Joshua had been drinking. Daisy had known it the moment she had turned round from the sink to see him standing there, too serious, too straight, too dignified, with a terrible yearning look in his eyes.
It would be with drinking on an empty stomach, she decided. Forgiving him.
Chapter Seven
DAISY LAY IN her bed, twitching and bothered, trying to decide what to do. Thinking and dwelling on passion.
She had lived this moment so many times in her dreams and fantasies of how it would be when she surrendered herself to the man she loved, giving her all, that now there was no turning back she wondered why she felt such a sense of anticlimax.
For one thing, in her wild imaginings, she had always been lying in a wide bed wearing a satin nightgown cut on the cross, with a halter neckline to show off her bust. Or, alternatively, a pair of scarlet silk pyjamas with the jacket fastened down the side Russian-style. Her husband, her brand-new husband, had invariably been out on the balcony – there was always a balcony – wear
ing a striped heavy silk dressing-gown with maroon lapels and smoking a last cigarette. He would toss the cigarette over the balcony rail into some sweet-scented bush, then stride eagerly into the bedroom, taking off the dressing-gown to reveal white tailored pyjamas with his initials embroidered on the pocket.
And in the darkness with her hair spread on the pillow like a dark cloud she would give of herself freely and without restraint, surprising him by the depth of her passion.
‘How beautiful you are,’ he would murmur, his voice husky with desire.
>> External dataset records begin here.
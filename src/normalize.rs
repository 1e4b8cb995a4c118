//! Row normalizer: table rows in, time-ordered stream-tagged records out.
//!
//! Each row is lifted into a [`LogRecord`], its timestamp is parsed, and the
//! surviving rows are rebased so the earliest one sits at `0.0` seconds. Rows
//! whose timestamp does not parse are dropped, never defaulted.

use std::sync::OnceLock;

use chrono::{NaiveTime, Timelike};
use regex::Regex;
use tracing::{debug, warn};

use crate::error::TimestampError;
use crate::models::{Cell, LogRecord, NormalizedRecord, RawTable};
use crate::schema::ColumnLayout;

/// Clock part of the capture timestamp (`HH:MM:SS.ffffff`).
pub const TIMESTAMP_FORMAT: &str = "%H:%M:%S";

/// The fractional part after the dot carries 1 to 6 digits.
const MAX_FRACTION_DIGITS: usize = 6;

// ---

/// Normalizer output plus the bookkeeping the batch summary needs.
#[derive(Debug, Clone, Default)]
pub struct NormalizedBatch {
    // ---
    pub records: Vec<NormalizedRecord>,
    pub total_rows: usize,
    pub dropped_rows: usize,
}

/// Normalize every row of `table` according to `layout`.
///
/// The returned records are sorted ascending by `relative_time`; rows with
/// equal times keep their table order.
pub fn normalize(table: &RawTable, layout: &ColumnLayout) -> NormalizedBatch {
    // ---
    let mut parsed: Vec<(usize, f64, LogRecord)> = Vec::with_capacity(table.rows.len());
    let mut dropped_rows = 0;

    for (row_index, row) in table.rows.iter().enumerate() {
        let record = to_record(row, layout);
        match parse_timestamp(&record.timestamp) {
            Ok(seconds) => parsed.push((row_index, seconds, record)),
            Err(e) => {
                debug!("Dropping row {}: {}", row_index, e);
                dropped_rows += 1;
            }
        }
    }

    if dropped_rows > 0 {
        warn!(
            "Dropped {} of {} rows with unparsable timestamps",
            dropped_rows,
            table.rows.len()
        );
    }

    let base = parsed
        .iter()
        .map(|(_, t, _)| *t)
        .reduce(f64::min)
        .unwrap_or(0.0);

    let mut records: Vec<NormalizedRecord> = parsed
        .into_iter()
        .map(|(row_index, seconds, record)| {
            let stream_id = stream_id(&record.decoded_info, row_index);
            NormalizedRecord {
                record,
                row_index,
                relative_time: seconds - base,
                stream_id,
            }
        })
        .collect();

    // stable: equal times keep table order
    records.sort_by(|a, b| a.relative_time.total_cmp(&b.relative_time));

    NormalizedBatch {
        records,
        total_rows: table.rows.len(),
        dropped_rows,
    }
}

fn to_record(row: &std::collections::BTreeMap<String, Cell>, layout: &ColumnLayout) -> LogRecord {
    // ---
    let cell = |col: &Option<String>| col.as_ref().and_then(|c| row.get(c)).cloned();

    LogRecord {
        timestamp: row.get(&layout.timestamp).cloned().unwrap_or(Cell::Null),
        decoded_info: row
            .get(&layout.decoded_info)
            .map(Cell::as_text)
            .unwrap_or_default(),
        command_word_1: cell(&layout.command_word_1),
        command_word_2: cell(&layout.command_word_2),
        status_word: cell(&layout.status_word),
        data_words: layout
            .data_words
            .iter()
            .map(|c| row.get(c).cloned().unwrap_or(Cell::Null))
            .collect(),
    }
}

/// Parse a timestamp cell into seconds.
///
/// Text must be [`TIMESTAMP_FORMAT`] followed by a dot and 1 to 6 fraction
/// digits; no other text format is tried. Native numbers are taken as seconds.
pub fn parse_timestamp(cell: &Cell) -> Result<f64, TimestampError> {
    // ---
    match cell {
        Cell::Null => Err(TimestampError::Missing),
        Cell::Bool(b) => Err(TimestampError::BadFormat(b.to_string())),
        Cell::Int(i) => Ok(*i as f64),
        Cell::Float(f) if f.is_nan() => Err(TimestampError::Missing),
        Cell::Float(f) if !f.is_finite() => Err(TimestampError::NotFinite(*f)),
        Cell::Float(f) => Ok(*f),
        Cell::Text(s) => {
            let s = s.trim();
            if s.is_empty() {
                return Err(TimestampError::Missing);
            }
            let bad = || TimestampError::BadFormat(s.to_string());
            let (clock, fraction) = s.split_once('.').ok_or_else(bad)?;
            if fraction.is_empty()
                || fraction.len() > MAX_FRACTION_DIGITS
                || !fraction.bytes().all(|b| b.is_ascii_digit())
            {
                return Err(bad());
            }
            let t = NaiveTime::parse_from_str(clock, TIMESTAMP_FORMAT).map_err(|_| bad())?;
            let micros: u32 = format!("{fraction:0<6}").parse().map_err(|_| bad())?;
            Ok(f64::from(t.num_seconds_from_midnight()) + f64::from(micros) / 1e6)
        }
    }
}

// ---

fn rt_pattern() -> &'static Regex {
    static RE: OnceLock<Regex> = OnceLock::new();
    RE.get_or_init(|| Regex::new(r"RT-(\d+)").expect("valid RT pattern"))
}

fn sa_pattern() -> &'static Regex {
    static RE: OnceLock<Regex> = OnceLock::new();
    RE.get_or_init(|| Regex::new(r"SA-(\d+)").expect("valid SA pattern"))
}

/// Pull `(rt, sa)` out of decoded-info text.
///
/// Only the literal forms `RT-<digits>` and `SA-<digits>` are recognized;
/// both must be present.
pub fn extract_rt_sa(decoded_info: &str) -> Option<(u32, u32)> {
    // ---
    let rt = rt_pattern().captures(decoded_info)?.get(1)?.as_str().parse().ok()?;
    let sa = sa_pattern().captures(decoded_info)?.get(1)?.as_str().parse().ok()?;
    Some((rt, sa))
}

/// `RT{rt}_SA{sa}`, or the positional fallback `MSG_{row_index}`.
pub fn stream_id(decoded_info: &str, row_index: usize) -> String {
    // ---
    match extract_rt_sa(decoded_info) {
        Some((rt, sa)) => format!("RT{rt}_SA{sa}"),
        None => format!("MSG_{row_index}"),
    }
}

#[cfg(test)]
mod tests {
    // ---
    use super::*;
    use crate::config::AnalysisMode;
    use crate::schema::resolve_columns;

    fn timing_table(rows: &[(&str, &str)]) -> RawTable {
        // ---
        let mut t = RawTable::new(vec!["Timestamp".into(), "Decoded Info".into()]);
        for (ts, info) in rows {
            t.push_row([("Timestamp", Cell::text(*ts)), ("Decoded Info", Cell::text(*info))]);
        }
        t
    }

    #[test]
    fn test_parse_timestamp_fixed_format() {
        // ---
        let s = parse_timestamp(&Cell::text("01:02:03.250000")).unwrap();
        assert!((s - 3723.25).abs() < 1e-9);
        assert_eq!(parse_timestamp(&Cell::Float(12.5)), Ok(12.5));
        assert_eq!(parse_timestamp(&Cell::Int(7)), Ok(7.0));

        // shorter fractions are padded, not rejected
        let s = parse_timestamp(&Cell::text("10:00:00.5")).unwrap();
        assert!((s - 36000.5).abs() < 1e-9);
    }

    #[test]
    fn test_parse_timestamp_requires_short_fraction() {
        // ---
        for text in ["10:00:00", "10:00:00.", "10:00:00.1234567", "10:00:00.12a"] {
            assert!(
                matches!(
                    parse_timestamp(&Cell::text(text)),
                    Err(TimestampError::BadFormat(_))
                ),
                "{text}"
            );
        }
    }

    #[test]
    fn test_parse_timestamp_rejects_other_formats() {
        // ---
        assert!(matches!(
            parse_timestamp(&Cell::text("2025-01-01T12:00:00Z")),
            Err(TimestampError::BadFormat(_))
        ));
        assert!(matches!(
            parse_timestamp(&Cell::text("12h00")),
            Err(TimestampError::BadFormat(_))
        ));
        assert_eq!(parse_timestamp(&Cell::text("  ")), Err(TimestampError::Missing));
        assert_eq!(parse_timestamp(&Cell::Null), Err(TimestampError::Missing));
    }

    #[test]
    fn test_extract_rt_sa() {
        // ---
        assert_eq!(extract_rt_sa("BC->RT-5 SA-12 RX 4 words"), Some((5, 12)));
        assert_eq!(extract_rt_sa("SA-3 from RT-10"), Some((10, 3)));
        assert_eq!(extract_rt_sa("RT-5 only"), None);
        assert_eq!(extract_rt_sa("rt-5 sa-3"), None);
        assert_eq!(extract_rt_sa(""), None);
    }

    #[test]
    fn test_stream_id_fallback_is_positional() {
        // ---
        assert_eq!(stream_id("RT-1 SA-2", 9), "RT1_SA2");
        assert_eq!(stream_id("Mode code", 9), "MSG_9");
        assert_ne!(stream_id("garbled", 1), stream_id("garbled", 2));
    }

    #[test]
    fn test_normalize_rebases_sorts_and_drops() {
        // ---
        let table = timing_table(&[
            ("10:00:00.300000", "RT-1 SA-1"),
            ("10:00:00.100000", "RT-1 SA-1"),
            ("not a time", "RT-1 SA-1"),
            ("10:00:00.200000", "status"),
        ]);
        let layout = resolve_columns(&table, AnalysisMode::Timing).unwrap();
        let batch = normalize(&table, &layout);

        assert_eq!(batch.total_rows, 4);
        assert_eq!(batch.dropped_rows, 1);
        assert_eq!(batch.records.len(), 3);

        let times: Vec<f64> = batch.records.iter().map(|r| r.relative_time).collect();
        assert_eq!(times[0], 0.0);
        assert!(times.windows(2).all(|w| w[0] <= w[1]));
        assert!((times[2] - 0.2).abs() < 1e-9);

        assert_eq!(batch.records[0].row_index, 1);
        assert_eq!(batch.records[1].stream_id, "MSG_3");
        assert_eq!(batch.records[2].stream_id, "RT1_SA1");
    }

    #[test]
    fn test_normalize_empty_table() {
        // ---
        let table = timing_table(&[]);
        let layout = resolve_columns(&table, AnalysisMode::Timing).unwrap();
        let batch = normalize(&table, &layout);
        assert!(batch.records.is_empty());
        assert_eq!(batch.dropped_rows, 0);
    }
}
Daisy stretched her eyes wide to ward off the feeling of drowsiness creeping over her. The truth being that she wasn’t beautiful, in spite of what Sam had whispered in her ear downstairs. She had a tiny waist, it was true, but below that her hips were too rounded. Let’s face it, she was pear-shaped, she thought in a sudden and great distress. Besides that, Sam had never put his arms round her when she hadn’t been wearing a brassiere. She always wore Kestos, the make that promised to give a woman ‘line’. So what would Sam think if her unfettered bosoms weren’t quite where he expected them to be when he drew her close in his arms?
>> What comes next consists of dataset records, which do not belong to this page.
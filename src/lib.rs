//! MIL-STD-1553B bus capture analysis engine.
//!
//! Takes an already-parsed capture table and produces a data-only
//! diagnostic report: per-stream periodicity, jitter and deviations, plus
//! one aggregate health assessment. The pipeline runs in fixed stages:
//! - `schema`: resolve and check the table's columns (the only fatal step)
//! - `normalize`: parse timestamps, rebase to relative time, derive stream ids
//! - `aggregate`: group records by stream and compute interval series
//! - `analysis`: per-stream analyzers and the health scorer (gateway module)
//! - `report`: assemble the output and strip non-finite floats
//!
//! Everything is synchronous and in-memory; no state survives a call to
//! [`analyze_table`].

use tracing::info;

pub mod aggregate;
pub mod analysis;
pub mod config;
pub mod decoder;
pub mod error;
pub mod models;
pub mod normalize;
pub mod report;
pub mod schema;
pub mod stats;

pub use config::{AnalysisConfig, AnalysisMode, Config};
pub use error::{DecodeError, EngineError, TimestampError};
pub use models::{Anomaly, AnomalyType, Cell, LogRecord, NormalizedRecord, RawTable, Severity};
pub use report::{AnalysisReport, BatchSummary, Sanitize};

use analysis::HealthReport;

// ---

/// Analyze one capture table.
///
/// Fails only when a column required by `mode` is missing. Malformed cells
/// never fail the batch: bad timestamps drop their row, bad words are
/// treated as absent.
pub fn analyze_table(
    table: &RawTable,
    mode: AnalysisMode,
    cfg: &AnalysisConfig,
) -> Result<AnalysisReport, EngineError> {
    // ---
    let layout = schema::resolve_columns(table, mode)?;
    let batch = normalize::normalize(table, &layout);
    let grouping = aggregate::group_streams(&batch.records, cfg.min_stream_len);

    let sections = analysis::analyze_streams(&grouping.streams, &layout.data_words, mode, cfg);
    let health = HealthReport::assess(
        &sections.periodicity,
        &sections.jitter,
        &sections.deviations,
        cfg,
    );

    let summary = BatchSummary {
        total_rows: batch.total_rows,
        dropped_rows: batch.dropped_rows,
        normalized_records: batch.records.len(),
        stream_count: grouping.stream_count,
        analyzed_streams: grouping.streams.len(),
        excluded_streams: grouping.excluded,
        capture_duration: batch.records.last().map_or(0.0, |r| r.relative_time),
    };

    info!(
        "Analyzed {} rows ({} dropped) into {} streams ({} excluded); health {:.0} {}",
        summary.total_rows,
        summary.dropped_rows,
        summary.analyzed_streams,
        summary.excluded_streams,
        health.score,
        health.status.label()
    );

    Ok(AnalysisReport {
        mode,
        summary,
        periodicity: sections.periodicity,
        jitter: sections.jitter,
        deviations: sections.deviations,
        intervals: sections.intervals,
        health,
    }
    .sanitized())
}
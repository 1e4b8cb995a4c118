//! Capture file loading for the driver binary.
//!
//! Turns a CSV export or the upload layer's JSON document into a
//! [`RawTable`]. This is the only place the engine touches the filesystem.

use std::fs::File;
use std::io::{BufReader, Read};
use std::path::Path;

use anyhow::{anyhow, Context, Result};
use milbus_diagnostics::{Cell, RawTable};

/// Load a capture table, choosing the reader from the file extension.
///
/// - `.csv`: header row gives the columns; cell types are inferred
/// - `.json` / `.txt`: either a bare `{columns, rows}` table or an upload
///   response carrying it under `parsedData`
pub fn load_table(path: &Path) -> Result<RawTable> {
    // ---
    let ext = path
        .extension()
        .and_then(|e| e.to_str())
        .map(str::to_ascii_lowercase)
        .unwrap_or_default();

    let file = File::open(path).with_context(|| format!("Failed to open {}", path.display()))?;
    let reader = BufReader::new(file);

    let table = match ext.as_str() {
        "csv" => read_csv(reader),
        "json" | "txt" => read_json(reader),
        other => Err(anyhow!("Unsupported capture format '.{}'", other)),
    }
    .with_context(|| format!("Failed to read capture {}", path.display()))?;

    tracing::debug!(
        "Loaded {} rows x {} columns from {}",
        table.rows.len(),
        table.columns.len(),
        path.display()
    );
    Ok(table)
}

pub fn read_csv<R: Read>(reader: R) -> Result<RawTable> {
    // ---
    let mut rdr = csv::ReaderBuilder::new().flexible(true).from_reader(reader);
    let columns: Vec<String> = rdr
        .headers()?
        .iter()
        .map(|h| h.trim().to_string())
        .collect();

    let mut table = RawTable::new(columns.clone());
    for (i, record) in rdr.records().enumerate() {
        let record = record.with_context(|| format!("Bad CSV record {}", i + 1))?;
        table.push_row(
            columns
                .iter()
                .zip(record.iter())
                .map(|(c, v)| (c.clone(), infer_cell(v))),
        );
    }
    Ok(table)
}

/// CSV carries no types: blank is null, then integer, then float, else text.
fn infer_cell(field: &str) -> Cell {
    // ---
    let s = field.trim();
    if s.is_empty() {
        return Cell::Null;
    }
    if let Ok(i) = s.parse::<i64>() {
        return Cell::Int(i);
    }
    if let Ok(f) = s.parse::<f64>() {
        return Cell::Float(f);
    }
    Cell::text(field)
}

pub fn read_json<R: Read>(reader: R) -> Result<RawTable> {
    // ---
    let mut doc: serde_json::Value = serde_json::from_reader(reader)?;
    if let Some(inner) = doc.get_mut("parsedData") {
        doc = inner.take();
    }
    serde_json::from_value(doc).context("JSON is not a {columns, rows} table")
}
She had at least remembered to leave off her customary layer of Pond’s cream. A sticky face next to Sam’s on the pillow wouldn’t have done at all. Daisy ran a finger down the soft smoothness of her cheek, made the mistake of closing her eyes and felt the bed begin to sink beneath her. At once she sat up, swung her legs over the side and groped with her bare feet for her slippers.
She glanced over to where Jimmy lay humped in his own little bed, snoring with the rhythmic put-put she had grown used to hearing. If an army of soldiers marched through the bedroom she doubted if he would wake up. The house was as quiet as the grave. Before she ventured out on to the landing Daisy tried to place everyone in her mind’s eye.
The Accrington couple who had kept her up so late while they played endless games of snakes and ladders, or Ludo from the box of games she had provided for rainy days. They would be lying tidily side by side on their new Vi-spring bed. Auntie Edna and Uncle Arnold next door to them, Edna with a pink net over the invisible one to preserve her holiday set, and Arnold in his shirt because he had never taken to pyjamas. Florence’s room empty, and Bobbie’s the same, with Joshua in his sleeping off the drink that had made him behave so out of character.